Although not every woman with a BRCA 1 or BRCA 2 gene mutation will get breast or ovarian cancer, having one of these mutations also doesn't make you less likely to have these diseases.

According to statistics, 30 out of 100 women will develop ovarian cancer by the time they are 70 years old, and 50 out of 100 women with BRCA gene mutations are likely to develop breast cancer at this time.

How are these mutations going to be found in a woman? Genetic testing provides the solution. BRCA 1 and BRCA 2 gene mutations are searched for during genetic testing for hereditary breast cancer. The next crucial step after genetic testing is genetic counseling, which is essential enough to comprehend test results and inform subsequent actions.

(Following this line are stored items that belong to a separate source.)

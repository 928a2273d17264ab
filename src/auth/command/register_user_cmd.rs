use std::sync::Arc;
use async_trait::async_trait;
use serde::Deserialize;
use crate::auth::domain::{AuthService, Registration};
use crate::core::command::{Command, CommandError};
use crate::core::exchange::UserRole;
use crate::users::dto::UserDto;

pub(crate) struct RegisterUserCommand {
    auth_service: Arc<dyn AuthService>,
}

impl RegisterUserCommand {
    pub(crate) fn new(auth_service: Arc<dyn AuthService>) -> Self {
        Self {
            auth_service,
        }
    }
}

#[derive(Debug, Deserialize)]
#[serde(rename_all = "camelCase")]
pub(crate) struct RegisterUserCommandRequest {
    #[serde(default)]
    pub(crate) name: String,
    #[serde(default)]
    pub(crate) mobile: String,
    #[serde(default)]
    pub(crate) email: String,
    #[serde(default)]
    pub(crate) password: String,
    #[serde(default)]
    pub(crate) role: String,
}

impl RegisterUserCommandRequest {
    pub fn build_registration(&self) -> Registration {
        Registration {
            name: self.name.to_string(),
            mobile: self.mobile.to_string(),
            email: self.email.to_string(),
            password: self.password.to_string(),
            role: UserRole::from(self.role.to_string()),
        }
    }
}

pub(crate) type RegisterUserCommandResponse = UserDto;

#[async_trait]
impl Command<RegisterUserCommandRequest, RegisterUserCommandResponse> for RegisterUserCommand {
    async fn execute(&self, req: RegisterUserCommandRequest) -> Result<RegisterUserCommandResponse, CommandError> {
        self.auth_service.register(&req.build_registration()).await.map_err(CommandError::from)
    }
}

#[cfg(test)]
mod tests {
    use std::sync::Arc;
    use async_once::AsyncOnce;
    use lazy_static::lazy_static;
    use uuid::Uuid;
    use crate::auth::domain::AuthService;
    use crate::auth::factory;
    use crate::core::command::{Command, CommandError};
    use crate::core::domain::Configuration;
    use crate::core::exchange::UserRole;
    use crate::core::repository::RepositoryStore;
    use crate::auth::command::register_user_cmd::{RegisterUserCommand, RegisterUserCommandRequest};

    lazy_static! {
        static ref SUT_SVC: AsyncOnce<Arc<dyn AuthService>> = AsyncOnce::new(async {
                factory::create_auth_service(&Configuration::new("test"), RepositoryStore::InMemory).await
            });
    }

    fn request(email: &str) -> RegisterUserCommandRequest {
        RegisterUserCommandRequest {
            name: "alice".to_string(),
            mobile: "206-555-0100".to_string(),
            email: email.to_string(),
            password: "secret".to_string(),
            role: "Owner".to_string(),
        }
    }

    #[tokio::test]
    async fn test_should_run_register_user() {
        let cmd = RegisterUserCommand::new(SUT_SVC.get().await.clone());
        let email = format!("{}@org.cc", Uuid::new_v4());

        let profile = cmd.execute(request(email.as_str())).await.expect("should register user");
        assert_eq!(email, profile.email);
        assert_eq!(UserRole::Owner, profile.role);

        let res = cmd.execute(request(email.as_str())).await;
        assert!(matches!(res, Err(CommandError::DuplicateKey { message: _ })));
    }

    #[tokio::test]
    async fn test_should_default_unknown_role_to_seeker() {
        let mut req = request("any@org.cc");
        req.role = "Admin".to_string();
        assert_eq!(UserRole::Seeker, req.build_registration().role);
    }
}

The BRCA gene test is a blood examination that utilizes DNA analysis to find problematic variations (mutations) in either of the two genes that increase the risk of developing breast cancer, BRCA1 or BRCA2. Anyone with a personal or family history of breast cancer or ovarian cancer is advised to get their BRCA gene tested.

Who should think about getting a BRCA gene test?

It is particularly carried out for people who are more likely to have a hereditary gene mutation that raises the risk of breast and ovarian cancer, as well as if you have:

• An individual's history of breast cancer before age 45.
• One or more relatives who have breast cancer, a personal history of breast cancer diagnosed before age 50 and a second primary breast cancer, or a limited or unrecorded family medical history.
• Having had triple-negative breast cancer at age 60 or younger.
• A personal history of at least two different cancers.
• A personal ovarian cancer history.
• Two or more blood relatives, such as your parents, siblings, or children, have a history of breast cancer in their early years.
• A family member who carries the BRCA1 or BRCA2 mutation.
• A family or relatives with a cancer history.

There might be further genetic tests to take into account, though. Based on your personal and family history, a genetic counselor can assist you in deciding what additional genetic testing options could be available.

Those who have inherited a risky BRCA1 or BRCA2 variation have a number of alternatives for lowering their risk of developing cancer. These include improved screening, chemoprevention, and risk-reducing surgery (also known as prophylactic surgery).

Breast cancers with detrimental BRCA1 variations are more likely to be "triple-negative cancers" (that is, the breast cancer cells do not exhibit estrogen receptors, progesterone receptors, or significant quantities of HER2/neu protein) than unpredictable breast cancers or breast cancers with damaging BRCA2 variants. Compared to other kinds of breast cancer, triple-negative malignancies are more difficult to treat and have a worse prognosis.